RiverPlace counselor gives advice on coping with trauma and grief

LEWISTON, ID - It's without a doubt, been a tragic and scary week for America.

The bombings at the Boston Marathon followed by a fertilizer plant explosion in West, Texas and finally the manhunt for the bombing suspects in Massachusetts has left many shaken.

Grief, fear, anxiety, anger. There are a wide variety of emotions we feel when tragedy strikes. Counselor Nina Woods of RiverPlace Counseling and Wellness in Lewiston said it's events manifested by human kind that strikes the closest to home.

"They tend to have a more traumatic effect because when we're coming from a place apart of the human community it's a loss for all of us," said Woods.

The internet and television has changed the way information is delivered to us and Woods said it's important to turn the TV off and keep an open perspective.

"We seek to understand what happened and why did it happen." said Woods. "And that's all part of the grief process."

Woods said staying positive is key to find healing and calm.

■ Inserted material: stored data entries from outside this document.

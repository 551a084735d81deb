//! MongoDB document-store backend.
//!
//! Field names are stored as given except the primary key, which lives in
//! `_id`. Filters compile to one native filter document; see [`build_filter`].

use async_trait::async_trait;
use chrono::{DateTime, Utc};
use futures::TryStreamExt;
use mongodb::bson::{self, Bson, Document, doc};
use mongodb::{Client, Collection, IndexModel};
use secrecy::ExposeSecret;

use crate::config::{DatabaseBackend, DatabaseConfig};
use crate::db::query::{Operator, OrderBy, QueryCondition, SortDirection};
use crate::db::schema::lookup;
use crate::db::transform::{StorageValue, Transformer};
use crate::db::{
    Database, DeleteResult, FindResult, InsertResult, PRIMARY_KEY, QueryOptions, Record,
    SchemaDefinition, UpdateResult, prepare_insert, prepare_update, require_scoped,
    validate_identifier,
};
use crate::error::DatabaseError;

const MONGO_ID: &str = "_id";

fn storage_key(field: &str) -> Result<String, DatabaseError> {
    validate_identifier(field)?;
    Ok(if field == PRIMARY_KEY {
        MONGO_ID.to_string()
    } else {
        field.to_string()
    })
}

fn to_bson(value: StorageValue) -> Result<Bson, DatabaseError> {
    Ok(match value {
        StorageValue::Null => Bson::Null,
        StorageValue::Bool(b) => Bson::Boolean(b),
        StorageValue::Integer(i) => Bson::Int64(i),
        StorageValue::Real(f) => Bson::Double(f),
        StorageValue::Text(s) => Bson::String(s),
        StorageValue::Timestamp(dt) => {
            Bson::DateTime(bson::DateTime::from_millis(dt.timestamp_millis()))
        }
        StorageValue::Json(v) => {
            bson::to_bson(&v).map_err(|e| DatabaseError::Serialization(e.to_string()))?
        }
    })
}

fn from_bson(value: Bson) -> StorageValue {
    match value {
        Bson::Null | Bson::Undefined => StorageValue::Null,
        Bson::Boolean(b) => StorageValue::Bool(b),
        Bson::Int32(i) => StorageValue::Integer(i64::from(i)),
        Bson::Int64(i) => StorageValue::Integer(i),
        Bson::Double(f) => StorageValue::Real(f),
        Bson::String(s) => StorageValue::Text(s),
        Bson::ObjectId(oid) => StorageValue::Text(oid.to_hex()),
        Bson::DateTime(dt) => DateTime::<Utc>::from_timestamp_millis(dt.timestamp_millis())
            .map(StorageValue::Timestamp)
            .unwrap_or(StorageValue::Null),
        other => StorageValue::Json(other.into_relaxed_extjson()),
    }
}

fn condition_value(
    transformer: &Transformer,
    schema: Option<&SchemaDefinition>,
    field: &str,
    value: &serde_json::Value,
) -> Result<Bson, DatabaseError> {
    to_bson(transformer.to_storage_value(field, lookup(schema, field), value)?)
}

/// Operator sub-document entries for one condition.
fn operator_entries(
    transformer: &Transformer,
    schema: Option<&SchemaDefinition>,
    condition: &QueryCondition,
) -> Result<Vec<(&'static str, Bson)>, DatabaseError> {
    let field = condition.field.as_str();
    let value = |v: &serde_json::Value| condition_value(transformer, schema, field, v);
    let list = || -> Result<Vec<Bson>, DatabaseError> {
        condition.list_values()?.iter().map(value).collect()
    };

    Ok(match condition.operator {
        Operator::Eq => vec![("$eq", value(&condition.value)?)],
        // SQL `<>` never matches NULL; mirror that.
        Operator::Ne if condition.value.is_null() => vec![("$ne", Bson::Null)],
        Operator::Ne => vec![("$nin", Bson::Array(vec![value(&condition.value)?, Bson::Null]))],
        Operator::Gt => vec![("$gt", value(&condition.value)?)],
        Operator::Gte => vec![("$gte", value(&condition.value)?)],
        Operator::Lt => vec![("$lt", value(&condition.value)?)],
        Operator::Lte => vec![("$lte", value(&condition.value)?)],
        Operator::In => vec![("$in", Bson::Array(list()?))],
        Operator::Nin => {
            let mut values = list()?;
            if values.is_empty() {
                Vec::new()
            } else {
                values.push(Bson::Null);
                vec![("$nin", Bson::Array(values))]
            }
        }
        Operator::Like => vec![
            ("$regex", Bson::String(regex::escape(condition.like_needle()?))),
            ("$options", Bson::String("i".to_string())),
        ],
        Operator::Exists => {
            if condition.exists_flag()? {
                vec![("$ne", Bson::Null)]
            } else {
                vec![("$eq", Bson::Null)]
            }
        }
    })
}

/// Compile AND-ed conditions into a filter document.
///
/// Conditions on the same field merge into one operator sub-document; a
/// lone `eq` is written as a plain `{field: value}` pair. An operator that
/// repeats on a field moves to a `$and` clause so neither bound is lost.
pub fn build_filter(
    conditions: &[QueryCondition],
    schema: Option<&SchemaDefinition>,
) -> Result<Document, DatabaseError> {
    let transformer = Transformer::new(DatabaseBackend::MongoDb);
    let mut fields: Vec<(String, Document)> = Vec::new();
    let mut overflow: Vec<Bson> = Vec::new();

    for condition in conditions {
        condition.validate()?;
        let key = storage_key(&condition.field)?;
        let entries = operator_entries(&transformer, schema, condition)?;
        if entries.is_empty() {
            continue;
        }

        let position = fields.iter().position(|(k, _)| *k == key);
        let ops = match position {
            Some(idx) => &mut fields[idx].1,
            None => {
                fields.push((key.clone(), Document::new()));
                let last = fields.len() - 1;
                &mut fields[last].1
            }
        };
        if entries.iter().any(|(op, _)| ops.contains_key(*op)) {
            let clause: Document = entries.into_iter().map(|(op, v)| (op.to_string(), v)).collect();
            let mut wrapped = Document::new();
            wrapped.insert(key, clause);
            overflow.push(Bson::Document(wrapped));
        } else {
            for (op, v) in entries {
                ops.insert(op, v);
            }
        }
    }

    let mut filter = Document::new();
    for (key, mut ops) in fields {
        if ops.is_empty() {
            continue;
        }
        if ops.len() == 1
            && let Some(value) = ops.remove("$eq")
        {
            filter.insert(key, value);
        } else {
            filter.insert(key, ops);
        }
    }
    if !overflow.is_empty() {
        filter.insert("$and", overflow);
    }
    Ok(filter)
}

"Just remember with everyone of these, there are good people out there who are working towards safety," said Woods.

As for children, Woods said to limit time watching the TV to avoid graphic images and ask them how they are feeling about the situation.

"They are pretty open," said Woods. "Kids will tell you and it may even help you because kids are so resilient."

Woods said it's times like these that neighbors, community and family can make a world of difference.

"Don't be afraid to talk about things," said Woods. "Others are suffering as well and there's something about community that can really help all of us."

Woods said if fear and anxiety is affecting your ability to live your life seeking a mental health professional for help is important.